What you are asked to do:
Every line below that holds the string "Blueprint" should be copied.

Extracted material:
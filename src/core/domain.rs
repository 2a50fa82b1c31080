//! Analyzed domains

use serde::{Deserialize, Serialize};
use std::fmt;
use std::str::FromStr;

/// One of the three namespaces the analyzer understands
#[derive(Debug, Clone, Copy, PartialEq, Eq, Hash, PartialOrd, Ord, Serialize, Deserialize)]
#[serde(rename_all = "lowercase")]
pub enum Domain {
    /// Native C++ source
    Cpp,
    /// Visual-scripting assets
    Blueprint,
    /// Binary content assets
    Asset,
}

impl Domain {
    pub const ALL: [Domain; 3] = [Domain::Cpp, Domain::Blueprint, Domain::Asset];

    pub fn as_str(&self) -> &'static str {
        match self {
            Domain::Cpp => "cpp",
            Domain::Blueprint => "blueprint",
            Domain::Asset => "asset",
        }
    }

    /// Domains served by the live introspection service
    pub fn is_live(&self) -> bool {
        !matches!(self, Domain::Cpp)
    }

    /// Parse a domain list where `all` (or an empty list) expands to every domain.
    /// Unknown names are dropped.
    pub fn parse_list<S: AsRef<str>>(names: &[S]) -> Vec<Domain> {
        let mut domains = Vec::new();
        for name in names {
            let name = name.as_ref().trim();
            if name.eq_ignore_ascii_case("all") {
                return Domain::ALL.to_vec();
            }
            if let Ok(domain) = name.parse::<Domain>() {
                if !domains.contains(&domain) {
                    domains.push(domain);
                }
            }
        }
        if domains.is_empty() && names.is_empty() {
            return Domain::ALL.to_vec();
        }
        domains
    }
}

impl fmt::Display for Domain {
    fn fmt(&self, f: &mut fmt::Formatter<'_>) -> fmt::Result {
        f.write_str(self.as_str())
    }
}

impl FromStr for Domain {
    type Err = String;

    fn from_str(s: &str) -> Result<Self, Self::Err> {
        match s.trim().to_ascii_lowercase().as_str() {
            "cpp" | "c++" => Ok(Domain::Cpp),
            "blueprint" | "bp" => Ok(Domain::Blueprint),
            "asset" => Ok(Domain::Asset),
            other => Err(format!("unknown domain: {}", other)),
        }
    }
}

#[cfg(test)]
mod tests {
    use super::*;

    #[test]
    fn test_parse_list() {
        assert_eq!(Domain::parse_list::<&str>(&[]), Domain::ALL.to_vec());
        assert_eq!(Domain::parse_list(&["all"]), Domain::ALL.to_vec());
        assert_eq!(
            Domain::parse_list(&["asset", "cpp", "asset", "nope"]),
            vec![Domain::Asset, Domain::Cpp]
        );
        assert!(Domain::parse_list(&["nope"]).is_empty());
    }
}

Exercise result:
    Blueprint,
    pub const ALL: [Domain; 3] = [Domain::Cpp, Domain::Blueprint, Domain::Asset];
            Domain::Blueprint => "blueprint",
            "blueprint" | "bp" => Ok(Domain::Blueprint),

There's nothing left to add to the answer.